The argument for using only the verifySteps(..) calls in the counter:

step(..) is conceptually like just pushing an entry into an array. We haven't verified anything yet. There's no true or false passing that's happening at that point. The assertion doesn't happen until you call the verifySteps(..) call, which is conceptually like calling deepEqual(..) on the array that step(..) is pushing into.

Usually you make lots of step(..) calls, but only one verifySteps(..) call. So the counter should only increment once with that call, regardless of how many step(..)s there are.

Moreover, you're already implicitly counting the number of step(..) calls that happened, because the only way entires get into the internal array you're comparing to is by calling step(..), so the verifySteps(..) is already checking that the number -- not just the order! -- of step(..) calls is correct. No need for that to be included in the count.

I think either of these lines of argument is compelling. Personally, I think (2) is how my brain works. The style of how I lay out my tests, my assertions are all collected together at the end, so I expect to be able to see the same number of assertions listed, line-by-line, as what I pass to expect(..). If step(..) is included in that count, I have to look all over other parts of the test code to verify that my number matches. This is clunky.

trentmwillis commented 6 years ago

Thanks for the detailed explanation! When we originally implemented this feature, I didn't think much about the impact on expected assertion counts, so we just went with the default which is to increment the internal counter for any assertion calls.
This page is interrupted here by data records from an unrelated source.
use serde::{Deserialize, Serialize};
use std::{
    env,
    path::{Path, PathBuf},
    time::Duration,
};

use crate::error::{EngineError, Result};

pub const DEFAULT_HF_ENDPOINT: &str = "https://huggingface.co";

#[derive(Debug, Clone, Copy, PartialEq, Eq, Default, Serialize, Deserialize)]
#[serde(rename_all = "lowercase")]
pub enum ExecutionBackend {
    #[default]
    Cpu,
    Cuda,
    CoreMl,
}

#[derive(Debug, Clone, Serialize, Deserialize)]
pub struct EngineConfig {
    pub cache_dir: PathBuf,
    pub execution_backend: ExecutionBackend,
    pub intra_threads: usize,
    pub max_length: usize,
    /// Overrides family defaults when a call passes no batch size.
    pub batch_size: Option<usize>,

    // Artifact fetching
    pub download_retries: u32,
    pub download_backoff_ms: u64,
    pub download_timeout_secs: u64,
    pub hf_endpoint: String,
    pub hf_token: Option<String>,
    pub mirror_dir: Option<PathBuf>,
    pub offline: bool,
    pub verify_checksums: bool,
}

impl Default for EngineConfig {
    fn default() -> Self {
        Self {
            cache_dir: default_cache_dir(),
            execution_backend: ExecutionBackend::Cpu,
            intra_threads: num_cpus::get().max(1),
            max_length: 512,
            batch_size: None,
            download_retries: 3,
            download_backoff_ms: 500,
            download_timeout_secs: 600,
            hf_endpoint: DEFAULT_HF_ENDPOINT.to_string(),
            hf_token: None,
            mirror_dir: None,
            offline: false,
            verify_checksums: false,
        }
    }
}

impl EngineConfig {
    pub fn from_env() -> Result<Self> {
        let defaults = Self::default();

        let cache_dir = optional_env("EMBED_CACHE_DIR")
            .map(PathBuf::from)
            .unwrap_or(defaults.cache_dir);

        let execution_backend = optional_env("EMBED_EXECUTION_BACKEND")
            .as_deref()
            .map(parse_execution_backend)
            .transpose()?
            .unwrap_or(defaults.execution_backend);

        let intra_threads = optional_env("EMBED_INTRA_THREADS")
            .as_deref()
            .map(|v| parse_positive("EMBED_INTRA_THREADS", v))
            .transpose()?
            .unwrap_or(defaults.intra_threads);

        let max_length = optional_env("EMBED_MAX_LENGTH")
            .as_deref()
            .map(|v| parse_positive("EMBED_MAX_LENGTH", v))
            .transpose()?
            .unwrap_or(defaults.max_length);

        // 0 means "use the family default", same as unset.
        let batch_size = optional_env("EMBED_BATCH_SIZE")
            .as_deref()
            .map(|v| parse_usize("EMBED_BATCH_SIZE", v))
            .transpose()?
            .filter(|n| *n > 0);

        let download_retries = optional_env("EMBED_DOWNLOAD_RETRIES")
            .as_deref()
            .map(|v| parse_u64("EMBED_DOWNLOAD_RETRIES", v))
            .transpose()?
            .map(|n| n.clamp(1, 20) as u32)
            .unwrap_or(defaults.download_retries);

        let download_backoff_ms = optional_env("EMBED_DOWNLOAD_BACKOFF_MS")
            .as_deref()
            .map(|v| parse_u64("EMBED_DOWNLOAD_BACKOFF_MS", v))
            .transpose()?
            .unwrap_or(defaults.download_backoff_ms);

        let download_timeout_secs = optional_env("EMBED_DOWNLOAD_TIMEOUT_SECS")
            .as_deref()
            .map(|v| parse_u64("EMBED_DOWNLOAD_TIMEOUT_SECS", v))
            .transpose()?
            .unwrap_or(defaults.download_timeout_secs);

        let hf_endpoint = optional_env("EMBED_HF_ENDPOINT")
            .map(|v| v.trim_end_matches('/').to_string())
            .unwrap_or(defaults.hf_endpoint);

        let hf_token = optional_env("EMBED_HF_TOKEN").or_else(|| optional_env("HF_TOKEN"));

        let mirror_dir = optional_env("EMBED_MODEL_MIRROR_DIR").map(PathBuf::from);

        let offline = optional_env("EMBED_OFFLINE")
            .as_deref()
            .map(|v| parse_bool("EMBED_OFFLINE", v))
            .transpose()?
            .unwrap_or(false);

        let verify_checksums = optional_env("EMBED_VERIFY_CHECKSUMS")
            .as_deref()
            .map(|v| parse_bool("EMBED_VERIFY_CHECKSUMS", v))
            .transpose()?
            .unwrap_or(false);

        Ok(Self {
            cache_dir,
            execution_backend,
            intra_threads,
            max_length,
            batch_size,
            download_retries,
            download_backoff_ms,
            download_timeout_secs,
            hf_endpoint,
            hf_token,
            mirror_dir,
            offline,
            verify_checksums,
        })
    }

    pub fn with_cache_dir(mut self, dir: impl AsRef<Path>) -> Self {
        self.cache_dir = dir.as_ref().to_path_buf();
        self
    }

    pub fn download_backoff(&self) -> Duration {
        Duration::from_millis(self.download_backoff_ms)
    }
}

fn default_cache_dir() -> PathBuf {
    match dirs::home_dir() {
        Some(home) => home.join(".cache").join("embedding-engine"),
        None => PathBuf::from(".embedding-cache"),
    }
}

fn optional_env(key: &str) -> Option<String> {
    env::var(key).ok().and_then(|v| {
        let v = v.trim().to_string();
        if v.is_empty() {
            None
        } else {
            Some(v)
        }
    })
}

fn parse_execution_backend(value: &str) -> Result<ExecutionBackend> {
    match value.trim().to_lowercase().as_str() {
        "cpu" => Ok(ExecutionBackend::Cpu),
        "cuda" | "gpu" => Ok(ExecutionBackend::Cuda),
        "coreml" | "metal" => Ok(ExecutionBackend::CoreMl),
        other => Err(EngineError::invalid_argument(format!(
            "Invalid EMBED_EXECUTION_BACKEND: {other}"
        ))),
    }
}

fn parse_usize(key: &str, value: &str) -> Result<usize> {
    value
        .trim()
        .parse::<usize>()
        .map_err(|err| EngineError::invalid_argument(format!("Invalid {key} '{value}': {err}")))
}

fn parse_positive(key: &str, value: &str) -> Result<usize> {
    match parse_usize(key, value)? {
        0 => Err(EngineError::invalid_argument(format!("{key} must be > 0"))),
        n => Ok(n),
    }
}

fn parse_u64(key: &str, value: &str) -> Result<u64> {
    value
        .trim()
        .parse::<u64>()
        .map_err(|err| EngineError::invalid_argument(format!("Invalid {key} '{value}': {err}")))
}

fn parse_bool(key: &str, value: &str) -> Result<bool> {
    match value.trim().to_lowercase().as_str() {
        "true" | "1" | "yes" | "y" => Ok(true),
        "false" | "0" | "no" | "n" => Ok(false),
        other => Err(EngineError::invalid_argument(format!(
            "Invalid boolean for {key}: '{other}'"
        ))),
    }
}

#[cfg(test)]
mod tests {
    use super::*;
    use std::sync::Mutex;

    static ENV_LOCK: Mutex<()> = Mutex::new(());

    fn clear_env() {
        for k in [
            "EMBED_CACHE_DIR",
            "EMBED_EXECUTION_BACKEND",
            "EMBED_INTRA_THREADS",
            "EMBED_MAX_LENGTH",
            "EMBED_BATCH_SIZE",
            "EMBED_DOWNLOAD_RETRIES",
            "EMBED_DOWNLOAD_BACKOFF_MS",
            "EMBED_DOWNLOAD_TIMEOUT_SECS",
            "EMBED_HF_ENDPOINT",
            "EMBED_HF_TOKEN",
            "HF_TOKEN",
            "EMBED_MODEL_MIRROR_DIR",
            "EMBED_OFFLINE",
            "EMBED_VERIFY_CHECKSUMS",
        ] {
            std::env::remove_var(k);
        }
    }

    #[test]
    fn from_env_uses_defaults() {
        let _g = ENV_LOCK.lock().unwrap_or_else(|e| e.into_inner());
        clear_env();

        let cfg = EngineConfig::from_env().unwrap();
        assert_eq!(cfg.execution_backend, ExecutionBackend::Cpu);
        assert_eq!(cfg.max_length, 512);
        assert_eq!(cfg.batch_size, None);
        assert_eq!(cfg.download_retries, 3);
        assert_eq!(cfg.hf_endpoint, DEFAULT_HF_ENDPOINT);
        assert!(cfg.intra_threads >= 1);
        assert!(!cfg.offline);
        assert!(!cfg.verify_checksums);
        assert!(
            cfg.cache_dir.ends_with("embedding-engine")
                || cfg.cache_dir.ends_with(".embedding-cache")
        );
    }

    #[test]
    fn from_env_reads_overrides() {
        let _g = ENV_LOCK.lock().unwrap_or_else(|e| e.into_inner());
        clear_env();
        std::env::set_var("EMBED_CACHE_DIR", "/tmp/embed-cache");
        std::env::set_var("EMBED_EXECUTION_BACKEND", "CUDA");
        std::env::set_var("EMBED_BATCH_SIZE", "16");
        std::env::set_var("EMBED_HF_ENDPOINT", "http://mirror.local/");
        std::env::set_var("EMBED_OFFLINE", "yes");
        std::env::set_var("HF_TOKEN", "hf_abc");

        let cfg = EngineConfig::from_env().unwrap();
        assert_eq!(cfg.cache_dir, PathBuf::from("/tmp/embed-cache"));
        assert_eq!(cfg.execution_backend, ExecutionBackend::Cuda);
        assert_eq!(cfg.batch_size, Some(16));
        assert_eq!(cfg.hf_endpoint, "http://mirror.local");
        assert!(cfg.offline);
        assert_eq!(cfg.hf_token.as_deref(), Some("hf_abc"));
        clear_env();
    }

    #[test]
    fn zero_batch_size_means_family_default() {
        let _g = ENV_LOCK.lock().unwrap_or_else(|e| e.into_inner());
        clear_env();
        std::env::set_var("EMBED_BATCH_SIZE", "0");
        assert_eq!(EngineConfig::from_env().unwrap().batch_size, None);
        clear_env();
    }

    #[test]
    fn from_env_rejects_bad_values() {
        let _g = ENV_LOCK.lock().unwrap_or_else(|e| e.into_inner());
        clear_env();

        std::env::set_var("EMBED_EXECUTION_BACKEND", "tpu");
        let err = EngineConfig::from_env().unwrap_err();
        assert!(err.to_string().contains("EMBED_EXECUTION_BACKEND"));
        clear_env();

        std::env::set_var("EMBED_MAX_LENGTH", "0");
        assert!(EngineConfig::from_env().is_err());
        clear_env();

        std::env::set_var("EMBED_OFFLINE", "maybe");
        let err = EngineConfig::from_env().unwrap_err();
        assert!(matches!(err, EngineError::InvalidArgument { .. }));
        clear_env();
    }
}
I agree that the reasoning in (2) makes sense, however, since this would now be a breaking change we will have to wait for QUnit 3.0 to be released before making the change. In the interim, we will add a note the documentation that calls out the behavior.
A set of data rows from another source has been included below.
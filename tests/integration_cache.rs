mod support;

use embedding_engine::cache::MARKER_FILE;
use embedding_engine::registry::{resolve, ModelFamily};
use embedding_engine::{EngineError, ErrorKind};
use rstest::rstest;
use std::fs;
use support::fixtures::*;
use support::helpers::FakeBackends;

#[rstest]
fn first_load_installs_a_complete_artifact(harness: Harness) {
    let spec = resolve(ModelFamily::TextEmbedding, None).unwrap();
    harness
        .engine
        .create_handle(ModelFamily::TextEmbedding, None)
        .unwrap();

    let dir = harness.engine.cache().model_dir(spec);
    assert!(dir.join(MARKER_FILE).is_file());
    assert!(dir.join(spec.model_file).is_file());
    assert!(dir.join("tokenizer.json").is_file());
    // Optional side files absent from the mirror are simply skipped.
    assert!(!dir.join("special_tokens_map.json").exists());

    let cached = harness.engine.cache().cached_models();
    assert_eq!(cached.len(), 1);
    assert_eq!(cached[0].code, spec.code);
    assert!(cached[0].size_bytes > 0);

    // No staging leftovers next to the artifact.
    let family_dir = harness.cache_root().join("text");
    let names: Vec<String> = fs::read_dir(family_dir)
        .unwrap()
        .map(|e| e.unwrap().file_name().to_string_lossy().into_owned())
        .collect();
    assert_eq!(names, vec![spec.cache_name()]);
}

#[rstest]
fn offline_engine_uses_existing_cache(harness: Harness) {
    harness
        .engine
        .create_handle(ModelFamily::Rerank, None)
        .unwrap();
    fs::remove_dir_all(&harness.mirror).unwrap();

    let offline = engine_with(mirror_cache(&harness.mirror).offline(true), FakeBackends::default());
    let id = offline.create_handle(ModelFamily::Rerank, None).unwrap();
    let results = offline
        .rerank(id, "what is a panda?", &["panda", "hi"], false, None)
        .unwrap();
    assert_eq!(results[0].index, 0);
}

#[rstest]
fn offline_miss_is_download_failed(mirror_dir: std::path::PathBuf) {
    let engine = engine_with(mirror_cache(&mirror_dir).offline(true), FakeBackends::default());
    let err = engine
        .create_handle(ModelFamily::TextEmbedding, None)
        .unwrap_err();
    assert_eq!(err.kind(), ErrorKind::DownloadFailed);
    assert!(engine.live_handles().is_empty());
}

#[rstest]
fn missing_required_file_fails_without_leaving_a_partial(harness: Harness) {
    let spec = resolve(ModelFamily::SparseTextEmbedding, None).unwrap();
    fs::remove_file(harness.mirror.join(spec.repo).join("tokenizer.json")).unwrap();

    let err = harness
        .engine
        .create_handle(ModelFamily::SparseTextEmbedding, None)
        .unwrap_err();
    match &err {
        EngineError::DownloadFailed { file, attempts, .. } => {
            assert_eq!(file, "tokenizer.json");
            assert_eq!(*attempts, 1);
        }
        other => panic!("unexpected error {other:?}"),
    }
    assert!(!harness.engine.cache().model_dir(spec).exists());
    assert!(harness.engine.cache().cached_models().is_empty());
    assert_eq!(harness.backends.calls(), 0);
}

#[rstest]
fn partial_directory_is_refetched(harness: Harness) {
    let spec = resolve(ModelFamily::TextEmbedding, None).unwrap();
    let dir = harness.engine.cache().model_dir(spec);
    fs::create_dir_all(&dir).unwrap();
    fs::write(dir.join("tokenizer.json"), "{truncated").unwrap();

    let id = harness
        .engine
        .create_handle(ModelFamily::TextEmbedding, None)
        .unwrap();
    assert!(dir.join(MARKER_FILE).is_file());
    assert_eq!(harness.engine.embed(id, &["hello"], None).unwrap().len(), 1);
}

#[rstest]
fn tampered_artifact_is_corrupt(harness: Harness) {
    let spec = resolve(ModelFamily::TextEmbedding, None).unwrap();
    harness
        .engine
        .create_handle(ModelFamily::TextEmbedding, None)
        .unwrap();
    let dir = harness.engine.cache().model_dir(spec);
    fs::write(dir.join(spec.model_file), "shorter").unwrap();

    let err = harness
        .engine
        .create_handle(ModelFamily::TextEmbedding, None)
        .unwrap_err();
    assert_eq!(err.kind(), ErrorKind::CorruptArtifact);
}

#[rstest]
fn external_tensor_data_is_fetched(harness: Harness) {
    let spec = resolve(ModelFamily::Rerank, Some("rozgo/bge-reranker-v2-m3")).unwrap();
    harness
        .engine
        .create_handle(ModelFamily::Rerank, Some(spec.code))
        .unwrap();
    let dir = harness.engine.cache().model_dir(spec);
    assert!(dir.join("model.onnx.data").is_file());
}

#[rstest]
fn evict_removes_artifact(harness: Harness) {
    let spec = resolve(ModelFamily::ImageEmbedding, None).unwrap();
    let cache = harness.engine.cache();
    harness
        .engine
        .create_handle(ModelFamily::ImageEmbedding, None)
        .unwrap();

    assert!(cache.evict(spec).unwrap());
    assert!(!cache.model_dir(spec).exists());
    assert!(cache.cached_models().is_empty());
    assert!(!cache.evict(spec).unwrap());
}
@qunitjs/qunit-team if any of you all have thoughts on how we should count these assertions, please chime in 😄

Krinkle commented 6 years ago

I've been thinking about what API change could help here. The wider problem, I think, is that when an Assert method internally uses (multiple) other assertions, the count can be confusing. I too agree that approach (2) seems preferable here. Perhaps an (invisible) abstraction over the Assert class would help? A proxy to differentiate between direct calls on the assert parameter, and internal calls. This subclass would increment the counter for certain methods and then forward the call. Once inside, subsequent calls bypass the counter.
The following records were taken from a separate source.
//! ONNX Runtime backend using the ort crate

use ndarray::{ArrayD, IxDyn};
use ort::execution_providers::{CPUExecutionProvider, ExecutionProviderDispatch};
use ort::session::{builder::GraphOptimizationLevel, Session, SessionInputValue, SessionInputs};
use ort::value::Tensor;
use std::borrow::Cow;
use std::path::{Path, PathBuf};
use tracing::{debug, info, warn};

use super::{BackendFactory, InferenceBackend, TensorBatch};
use crate::config::ExecutionBackend;
use crate::error::{EngineError, Result};
use crate::registry::{ModelFamily, ModelSpec};

/// Builds CPU sessions unless an accelerator was explicitly configured.
#[derive(Debug, Clone)]
pub struct OnnxBackendFactory {
    execution: ExecutionBackend,
    intra_threads: usize,
}

impl OnnxBackendFactory {
    pub fn new(execution: ExecutionBackend, intra_threads: usize) -> Self {
        Self {
            execution,
            intra_threads: intra_threads.max(1),
        }
    }
}

impl BackendFactory for OnnxBackendFactory {
    fn create(&self, spec: &ModelSpec, model_dir: &Path) -> Result<Box<dyn InferenceBackend>> {
        let model_path = find_model_file(model_dir, spec.model_file)?;
        info!(
            code = spec.code,
            path = %model_path.display(),
            backend = ?self.execution,
            "Loading ONNX model"
        );

        let session = Session::builder()
            .map_err(|e| EngineError::inference(format!("Failed to create session builder: {e}")))?
            .with_execution_providers(execution_providers(self.execution))
            .map_err(|e| {
                EngineError::inference(format!("Failed to register execution provider: {e}"))
            })?
            .with_optimization_level(GraphOptimizationLevel::Level3)
            .map_err(|e| EngineError::inference(format!("Failed to set optimization level: {e}")))?
            .with_intra_threads(self.intra_threads)
            .map_err(|e| EngineError::inference(format!("Failed to set thread count: {e}")))?
            .commit_from_file(&model_path)
            .map_err(|e| {
                EngineError::corrupt(&model_path, format!("ONNX Runtime rejected the model: {e}"))
            })?;

        let input_names: Vec<String> = session.inputs.iter().map(|i| i.name.clone()).collect();
        let output_names: Vec<String> = session.outputs.iter().map(|o| o.name.clone()).collect();
        let inputs = ModelInputs::resolve(spec.family, &input_names)?;
        let output = select_output(spec.family, &output_names)?;
        debug!(inputs = ?input_names, output = %output, "ONNX model IO resolved");

        Ok(Box::new(OnnxBackend {
            session,
            inputs,
            output,
        }))
    }
}

fn execution_providers(backend: ExecutionBackend) -> Vec<ExecutionProviderDispatch> {
    let cpu = CPUExecutionProvider::default().build();
    match backend {
        ExecutionBackend::Cpu => vec![cpu],
        ExecutionBackend::Cuda => {
            #[cfg(feature = "cuda")]
            {
                info!("Using CUDA execution provider");
                vec![
                    ort::execution_providers::CUDAExecutionProvider::default().build(),
                    cpu,
                ]
            }
            #[cfg(not(feature = "cuda"))]
            {
                warn!("CUDA requested but built without the `cuda` feature, using CPU");
                vec![cpu]
            }
        }
        ExecutionBackend::CoreMl => {
            #[cfg(feature = "coreml")]
            {
                info!("Using CoreML execution provider");
                vec![
                    ort::execution_providers::CoreMLExecutionProvider::default().build(),
                    cpu,
                ]
            }
            #[cfg(not(feature = "coreml"))]
            {
                warn!("CoreML requested but built without the `coreml` feature, using CPU");
                vec![cpu]
            }
        }
    }
}

/// Resolve the graph file. Falls back to common quantized siblings when the
/// catalog file is absent.
fn find_model_file(dir: &Path, model_file: &str) -> Result<PathBuf> {
    let primary = dir.join(model_file);
    if primary.extension().and_then(|e| e.to_str()) != Some("onnx") {
        return Err(EngineError::unsupported(format!(
            "expected an .onnx graph, got {model_file}"
        )));
    }
    if primary.is_file() {
        return Ok(primary);
    }

    let parent = primary.parent().unwrap_or(dir);
    let candidates = ["model_fp16.onnx", "model_quantized.onnx", "model.onnx"];
    for name in &candidates {
        let path = parent.join(name);
        if path.is_file() {
            return Ok(path);
        }
    }

    Err(EngineError::corrupt(
        dir,
        format!("no ONNX model file found, looked for {model_file} and {candidates:?}"),
    ))
}

#[derive(Debug, Clone, PartialEq, Eq)]
enum ModelInputs {
    Text {
        input_ids: String,
        attention_mask: Option<String>,
        token_type_ids: Option<String>,
    },
    Pixels {
        pixel_values: String,
    },
}

impl ModelInputs {
    fn resolve(family: ModelFamily, names: &[String]) -> Result<Self> {
        let find = |needle: &str| {
            names
                .iter()
                .find(|n| n.to_ascii_lowercase().contains(needle))
                .cloned()
        };

        if family.is_textual() {
            let input_ids = find("input_ids").ok_or_else(|| {
                EngineError::unsupported(format!(
                    "{family} model has no input_ids input (inputs: {names:?})"
                ))
            })?;
            return Ok(ModelInputs::Text {
                input_ids,
                attention_mask: find("attention_mask"),
                token_type_ids: find("token_type"),
            });
        }

        let pixel_values = match find("pixel_values") {
            Some(name) => name,
            None if names.len() == 1 => names[0].clone(),
            None => {
                return Err(EngineError::unsupported(format!(
                    "image model has no pixel_values input (inputs: {names:?})"
                )))
            }
        };
        Ok(ModelInputs::Pixels { pixel_values })
    }
}

fn output_preferences(family: ModelFamily) -> &'static [&'static str] {
    match family {
        ModelFamily::TextEmbedding => {
            &["last_hidden_state", "token_embeddings", "sentence_embedding"]
        }
        ModelFamily::SparseTextEmbedding => &["logits", "output"],
        ModelFamily::ImageEmbedding => &["image_embeds", "pooler_output", "last_hidden_state"],
        ModelFamily::Rerank => &["logits"],
    }
}

fn select_output(family: ModelFamily, names: &[String]) -> Result<String> {
    output_preferences(family)
        .iter()
        .find_map(|want| names.iter().find(|n| n.as_str() == *want))
        .or_else(|| names.first())
        .cloned()
        .ok_or_else(|| EngineError::unsupported("model declares no outputs"))
}

pub struct OnnxBackend {
    session: Session,
    inputs: ModelInputs,
    output: String,
}

impl InferenceBackend for OnnxBackend {
    fn run(&mut self, batch: &TensorBatch) -> Result<ArrayD<f32>> {
        let feeds = self.feeds(batch)?;
        let outputs = self
            .session
            .run(feeds)
            .map_err(|e| EngineError::inference(format!("ONNX inference failed: {e}")))?;

        let value = outputs
            .get(self.output.as_str())
            .ok_or_else(|| EngineError::inference(format!("output {} missing", self.output)))?;
        let (shape, data) = value
            .try_extract_tensor::<f32>()
            .map_err(|e| EngineError::inference(format!("Failed to extract output tensor: {e}")))?;

        let dims: Vec<usize> = shape.iter().map(|&d| d.max(0) as usize).collect();
        ArrayD::from_shape_vec(IxDyn(&dims), data.to_vec())
            .map_err(|e| EngineError::inference(format!("output shape {dims:?}: {e}")))
    }
}

impl OnnxBackend {
    fn feeds(&self, batch: &TensorBatch) -> Result<SessionInputs<'static, 'static>> {
        let mut feeds: Vec<(Cow<'static, str>, SessionInputValue<'static>)> = Vec::new();
        match (&self.inputs, batch) {
            (
                ModelInputs::Text {
                    input_ids,
                    attention_mask,
                    token_type_ids,
                },
                TensorBatch::Text(text),
            ) => {
                let shape = [text.len(), text.seq_len()];
                feeds.push((Cow::Owned(input_ids.clone()), i64_tensor(shape, &text.input_ids)?));
                if let Some(name) = attention_mask {
                    let tensor = i64_tensor(shape, &text.attention_mask)?;
                    feeds.push((Cow::Owned(name.clone()), tensor));
                }
                if let Some(name) = token_type_ids {
                    let tensor = i64_tensor(shape, &text.token_type_ids)?;
                    feeds.push((Cow::Owned(name.clone()), tensor));
                }
            }
            (ModelInputs::Pixels { pixel_values }, TensorBatch::Pixels(pixels)) => {
                let s = pixels.shape();
                let shape = [s[0], s[1], s[2], s[3]];
                let data: Vec<f32> = pixels.iter().copied().collect();
                let tensor = Tensor::from_array((shape, data)).map_err(|e| {
                    EngineError::inference(format!("Failed to create pixel tensor: {e}"))
                })?;
                feeds.push((Cow::Owned(pixel_values.clone()), tensor.into()));
            }
            _ => {
                return Err(EngineError::invalid_argument(
                    "batch kind does not match the model's inputs",
                ))
            }
        }
        Ok(feeds.into())
    }
}

fn i64_tensor(
    shape: [usize; 2],
    values: &ndarray::Array2<i64>,
) -> Result<SessionInputValue<'static>> {
    let data: Vec<i64> = values.iter().copied().collect();
    Tensor::from_array((shape, data))
        .map(Into::into)
        .map_err(|e| EngineError::inference(format!("Failed to create input tensor: {e}")))
}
However, for the particular issue with step() and expect(), my first feeling is that we should discourage their use. When it comes to unit testing, I find myself taking an unusually conservative stance. It isn't a place I enjoy abstractions or utilities. It's a place for simple and strict code. Nothing about the outcome of assertion should be hidden. Somewhat off-topic, but I wrote about methods like assert.ok, assert.regexp and asssert.notEqual and their problems. As for assert.step(), I love the strictness it symbolises. For example, consider the following:

QUnit.test('bad example', function (assert) {
  var obj = new Example();
  obj.here(function (val) {
    assert.ok(val);
  });
  obj.there(function (val) {
    assert.ok(val);
  });
});

We don't even check in which order things happen., how often they happen, what value is received. We don't even know if one of them is skipped entirely because the assertion is not under our control anymore, but under the subject's control.

expect()

Firstly, I'd say assertions never belong in a nested callback^[1]. Moving assertions out avoids assertions being skipped and naturally produces an assertion failure if the assignment didn't happen.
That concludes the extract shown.